● **Given data**:
//! Broker state: the Code Registry (C1), Abuse Control (C2), and Room
//! Manager (C3). All data structures are concurrent (DashMap) so connection
//! tasks never block on each other.

use std::sync::Arc;

use chrono::Utc;
use dashmap::DashMap;
use rand::Rng;
use tokio::sync::mpsc;
use uuid::Uuid;

use crate::protocol::{Role, ServerMessage};

/// Length of a generated code, per spec (fixed; do not auto-detect).
pub const CODE_LENGTH: usize = 6;

const DEFAULT_CODE_TTL_SECS: i64 = 300;
const DEFAULT_LOCK_TTL_SECS: i64 = 300;
const DEFAULT_RATE_WINDOW_SECS: i64 = 60;
const DEFAULT_RATE_LIMIT: u32 = 10;
const DEFAULT_LOCKOUT_THRESHOLD: u32 = 3;
const DEFAULT_LOCKOUT_SECS: i64 = 300;
const MAX_ROOM_POPULATION: usize = 2;
const CODE_GENERATION_RETRIES: u32 = 100;

/// Broker configuration — every field here is a tuning knob on a default
/// already fixed by the spec; tests exercise the fixed defaults directly.
#[derive(Debug, Clone)]
pub struct RelayConfig {
    pub host: String,
    pub port: u16,
    pub code_ttl_secs: i64,
    pub lock_ttl_secs: i64,
    pub rate_window_secs: i64,
    pub rate_limit: u32,
    pub lockout_threshold: u32,
    pub lockout_secs: i64,
    pub cleanup_interval_secs: u64,
}

impl Default for RelayConfig {
    fn default() -> Self {
        Self {
            host: "0.0.0.0".to_string(),
            port: 8080,
            code_ttl_secs: DEFAULT_CODE_TTL_SECS,
            lock_ttl_secs: DEFAULT_LOCK_TTL_SECS,
            rate_window_secs: DEFAULT_RATE_WINDOW_SECS,
            rate_limit: DEFAULT_RATE_LIMIT,
            lockout_threshold: DEFAULT_LOCKOUT_THRESHOLD,
            lockout_secs: DEFAULT_LOCKOUT_SECS,
            cleanup_interval_secs: 30,
        }
    }
}

// ── C1: Code Registry ───────────────────────────────────────────────────────

#[derive(Debug, Clone)]
struct CodeEntry {
    receiver_peer_id: String,
    created_at: chrono::DateTime<Utc>,
}

/// Allocates short-lived numeric codes and validates them against the
/// registered receiver's connection.
#[derive(Clone)]
pub struct CodeRegistry {
    codes: Arc<DashMap<String, CodeEntry>>,
    ttl_secs: i64,
}

impl CodeRegistry {
    pub fn new(ttl_secs: i64) -> Self {
        Self {
            codes: Arc::new(DashMap::new()),
            ttl_secs,
        }
    }

    pub fn register(&self, code: &str, receiver_peer_id: &str) {
        self.codes.insert(
            code.to_string(),
            CodeEntry {
                receiver_peer_id: receiver_peer_id.to_string(),
                created_at: Utc::now(),
            },
        );
    }

    /// True iff `code` is registered and unexpired. Evicts it if expired.
    pub fn validate(&self, code: &str) -> bool {
        let Some(entry) = self.codes.get(code) else {
            return false;
        };
        let age = Utc::now().timestamp() - entry.created_at.timestamp();
        if age > self.ttl_secs {
            drop(entry);
            self.codes.remove(code);
            return false;
        }
        true
    }

    pub fn expire(&self, code: &str) {
        self.codes.remove(code);
    }

    pub fn receiver_of(&self, code: &str) -> Option<String> {
        self.codes.get(code).map(|e| e.receiver_peer_id.clone())
    }

    /// Mints an unused `CODE_LENGTH`-digit decimal code. Retries up to 100
    /// times; on exhaustion, sweeps expired codes and retries 100 more
    /// times before failing.
    pub fn generate_unused(&self) -> Result<String, crate::error::Error> {
        let mut rng = rand::thread_rng();
        let ceiling = 10_u32.pow(CODE_LENGTH as u32);

        for _ in 0..CODE_GENERATION_RETRIES {
            let candidate = format!("{:0width$}", rng.gen_range(0..ceiling), width = CODE_LENGTH);
            if !self.is_live(&candidate) {
                return Ok(candidate);
            }
        }

        self.sweep_expired();

        for _ in 0..CODE_GENERATION_RETRIES {
            let candidate = format!("{:0width$}", rng.gen_range(0..ceiling), width = CODE_LENGTH);
            if !self.is_live(&candidate) {
                return Ok(candidate);
            }
        }

        Err(crate::error::Error::CapacityExhausted)
    }

    fn is_live(&self, code: &str) -> bool {
        self.codes
            .get(code)
            .map(|e| Utc::now().timestamp() - e.created_at.timestamp() <= self.ttl_secs)
            .unwrap_or(false)
    }

    fn sweep_expired(&self) {
        let now = Utc::now().timestamp();
        let expired: Vec<String> = self
            .codes
            .iter()
            .filter(|entry| now - entry.created_at.timestamp() > self.ttl_secs)
            .map(|entry| entry.key().clone())
            .collect();
        for code in expired {
            self.codes.remove(&code);
        }
    }
}

// ── C2: Abuse Control ───────────────────────────────────────────────────────

#[derive(Debug, Clone)]
struct RateLimitBucket {
    window_start: chrono::DateTime<Utc>,
    attempts_in_window: u32,
}

#[derive(Debug, Clone)]
struct LockoutRecord {
    failed_attempts: u32,
    locked_until: Option<chrono::DateTime<Utc>>,
}

/// Per-client rate limiting and consecutive-failure lockout.
#[derive(Clone)]
pub struct AbuseControl {
    buckets: Arc<DashMap<String, RateLimitBucket>>,
    lockouts: Arc<DashMap<String, LockoutRecord>>,
    window_secs: i64,
    rate_limit: u32,
    lockout_threshold: u32,
    lockout_secs: i64,
}

impl AbuseControl {
    pub fn new(window_secs: i64, rate_limit: u32, lockout_threshold: u32, lockout_secs: i64) -> Self {
        Self {
            buckets: Arc::new(DashMap::new()),
            lockouts: Arc::new(DashMap::new()),
            window_secs,
            rate_limit,
            lockout_threshold,
            lockout_secs,
        }
    }

    /// True iff `key` has not yet reached the rate limit in the current
    /// rolling window. Does not itself record an attempt.
    pub fn check_rate(&self, key: &str) -> bool {
        match self.buckets.get(key) {
            Some(bucket) => {
                let age = Utc::now().timestamp() - bucket.window_start.timestamp();
                if age >= self.window_secs {
                    true
                } else {
                    bucket.attempts_in_window < self.rate_limit
                }
            }
            None => true,
        }
    }

    /// Records an attempt, rolling the window if it has elapsed.
    pub fn record_attempt(&self, key: &str) {
        let now = Utc::now();
        let mut bucket = self.buckets.entry(key.to_string()).or_insert_with(|| RateLimitBucket {
            window_start: now,
            attempts_in_window: 0,
        });

        if now.timestamp() - bucket.window_start.timestamp() >= self.window_secs {
            bucket.window_start = now;
            bucket.attempts_in_window = 0;
        }
        bucket.attempts_in_window += 1;
    }

    /// Records a failed code validation, advancing the consecutive-failure
    /// counter and locking out the key once the threshold is crossed.
    pub fn record_failure(&self, key: &str) {
        let mut record = self.lockouts.entry(key.to_string()).or_insert_with(|| LockoutRecord {
            failed_attempts: 0,
            locked_until: None,
        });
        record.failed_attempts += 1;
        if record.failed_attempts >= self.lockout_threshold {
            record.locked_until = Some(Utc::now() + chrono::Duration::seconds(self.lockout_secs));
        }
    }

    /// Clears the lockout record entirely on a successful validation.
    pub fn record_success(&self, key: &str) {
        self.lockouts.remove(key);
    }

    pub fn is_locked(&self, key: &str) -> bool {
        match self.lockouts.get(key) {
            Some(record) => match record.locked_until {
                Some(until) => Utc::now() < until,
                None => false,
            },
            None => false,
        }
    }
}

// ── C3: Room Manager ────────────────────────────────────────────────────────

/// One end of a transfer session within a room.
#[derive(Debug, Clone)]
pub struct Peer {
    pub peer_id: String,
    pub role: Role,
}

#[derive(Debug, Clone)]
struct ConnectionLock {
    room_id: String,
    peer_id: String,
    role: Role,
    expires_at: chrono::DateTime<Utc>,
}

#[derive(Default)]
struct Room {
    peers: std::collections::HashMap<String, Peer>,
}

/// Per-room pairing state: up to two peers and their roles, plus a
/// process-wide reconnection-lock table (locks refer to peers by
/// room_id + peer_id, never by handle — see §9 "Cyclic references").
/// `room_id` is identical to the code used to join the room.
#[derive(Clone)]
pub struct RoomManager {
    rooms: Arc<DashMap<String, Room>>,
    locks: Arc<DashMap<String, ConnectionLock>>,
    lock_ttl_secs: i64,
}

/// Outcome of attempting to add a peer to a room.
pub enum JoinOutcome {
    Joined { peers_in_room: Vec<Peer> },
    RoomFull,
}

impl RoomManager {
    pub fn new(lock_ttl_secs: i64) -> Self {
        Self {
            rooms: Arc::new(DashMap::new()),
            locks: Arc::new(DashMap::new()),
            lock_ttl_secs,
        }
    }

    /// Adds `peer_id` with `role` to `room_id`. Fails with `RoomFull` if the
    /// room already has two peers.
    pub fn join(&self, room_id: &str, peer_id: &str, role: Role) -> JoinOutcome {
        let mut room = self.rooms.entry(room_id.to_string()).or_default();
        if room.peers.len() >= MAX_ROOM_POPULATION && !room.peers.contains_key(peer_id) {
            return JoinOutcome::RoomFull;
        }
        room.peers.insert(
            peer_id.to_string(),
            Peer {
                peer_id: peer_id.to_string(),
                role,
            },
        );
        JoinOutcome::Joined {
            peers_in_room: room.peers.values().cloned().collect(),
        }
    }

    /// Removes a peer from its room. Returns the remaining peers, and
    /// whether the room is now empty (caller should expire the Code).
    pub fn leave(&self, room_id: &str, peer_id: &str) -> (Vec<Peer>, bool) {
        let Some(mut room) = self.rooms.get_mut(room_id) else {
            return (Vec::new(), true);
        };
        room.peers.remove(peer_id);
        let remaining: Vec<Peer> = room.peers.values().cloned().collect();
        let empty = room.peers.is_empty();
        drop(room);
        if empty {
            self.rooms.remove(room_id);
        }
        (remaining, empty)
    }

    pub fn peers_in_room(&self, room_id: &str) -> Vec<Peer> {
        self.rooms
            .get(room_id)
            .map(|r| r.peers.values().cloned().collect())
            .unwrap_or_default()
    }

    pub fn peer(&self, room_id: &str, peer_id: &str) -> Option<Peer> {
        self.rooms.get(room_id)?.peers.get(peer_id).cloned()
    }

    /// Mints a fresh reconnection lock bound to `peer_id`'s current role.
    pub fn lock_connection(&self, room_id: &str, peer_id: &str) -> Option<(String, i64)> {
        let room = self.rooms.get(room_id)?;
        let role = room.peers.get(peer_id)?.role;
        drop(room);
        let lock_id = Uuid::new_v4().to_string();
        let expires_at = Utc::now() + chrono::Duration::seconds(self.lock_ttl_secs);
        self.locks.insert(
            lock_id.clone(),
            ConnectionLock {
                room_id: room_id.to_string(),
                peer_id: peer_id.to_string(),
                role,
                expires_at,
            },
        );
        Some((lock_id, expires_at.timestamp()))
    }

    /// Redeems a lock, transplanting its bound role onto `new_peer_id` in
    /// the lock's room. Consumes the lock unconditionally once found, even
    /// if expired — a lock is single-use regardless of outcome.
    pub fn reconnect_with_lock(
        &self,
        lock_id: &str,
        new_peer_id: &str,
    ) -> Result<(String, Role), crate::error::Error> {
        let (_, lock) = self
            .locks
            .remove(lock_id)
            .ok_or(crate::error::Error::LockNotFound)?;

        if Utc::now() > lock.expires_at {
            return Err(crate::error::Error::LockExpired);
        }

        let mut room = self.rooms.entry(lock.room_id.clone()).or_default();
        room.peers.remove(&lock.peer_id);
        room.peers.insert(
            new_peer_id.to_string(),
            Peer {
                peer_id: new_peer_id.to_string(),
                role: lock.role,
            },
        );
        Ok((lock.room_id, lock.role))
    }

    pub fn room_is_empty(&self, room_id: &str) -> bool {
        self.rooms
            .get(room_id)
            .map(|r| r.peers.is_empty())
            .unwrap_or(true)
    }
}

// ── Broker-wide shared state ────────────────────────────────────────────────

pub type ClientSender = mpsc::UnboundedSender<ServerMessage>;

#[derive(Clone)]
pub struct RelayState {
    pub config: RelayConfig,
    pub codes: CodeRegistry,
    pub abuse: AbuseControl,
    pub rooms: RoomManager,
    /// peer_id → outbound sender channel, for direct delivery by connection id.
    pub connections: Arc<DashMap<String, ClientSender>>,
}

impl RelayState {
    pub fn new(config: RelayConfig) -> Self {
        let codes = CodeRegistry::new(config.code_ttl_secs);
        let abuse = AbuseControl::new(
            config.rate_window_secs,
            config.rate_limit,
            config.lockout_threshold,
            config.lockout_secs,
        );
        let rooms = RoomManager::new(config.lock_ttl_secs);
        Self {
            config,
            codes,
            abuse,
            rooms,
            connections: Arc::new(DashMap::new()),
        }
    }

    pub fn register_connection(&self, peer_id: &str, sender: ClientSender) {
        self.connections.insert(peer_id.to_string(), sender);
    }

    pub fn unregister_connection(&self, peer_id: &str) {
        self.connections.remove(peer_id);
    }

    /// Sends a message directly to a connection id. Returns false if the
    /// connection is not (or no longer) registered.
    pub fn send_to_peer(&self, peer_id: &str, message: ServerMessage) -> bool {
        if let Some(sender) = self.connections.get(peer_id) {
            sender.send(message).is_ok()
        } else {
            false
        }
    }

    pub fn broadcast_to_room(&self, room_id: &str, except: Option<&str>, message: ServerMessage) {
        for peer in self.rooms.peers_in_room(room_id) {
            if Some(peer.peer_id.as_str()) == except {
                continue;
            }
            self.send_to_peer(&peer.peer_id, message.clone());
        }
    }

    /// Periodic sweep: evicts expired codes. Called by the cleanup task.
    pub fn cleanup_expired(&self) {
        self.codes.sweep_expired();
    }
}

● **What needs to be done**: Scan the material above for the string "mpsc" and return the lines that hold it.

● **Result of this exercise**:
use tokio::sync::mpsc;
pub type ClientSender = mpsc::UnboundedSender<ServerMessage>;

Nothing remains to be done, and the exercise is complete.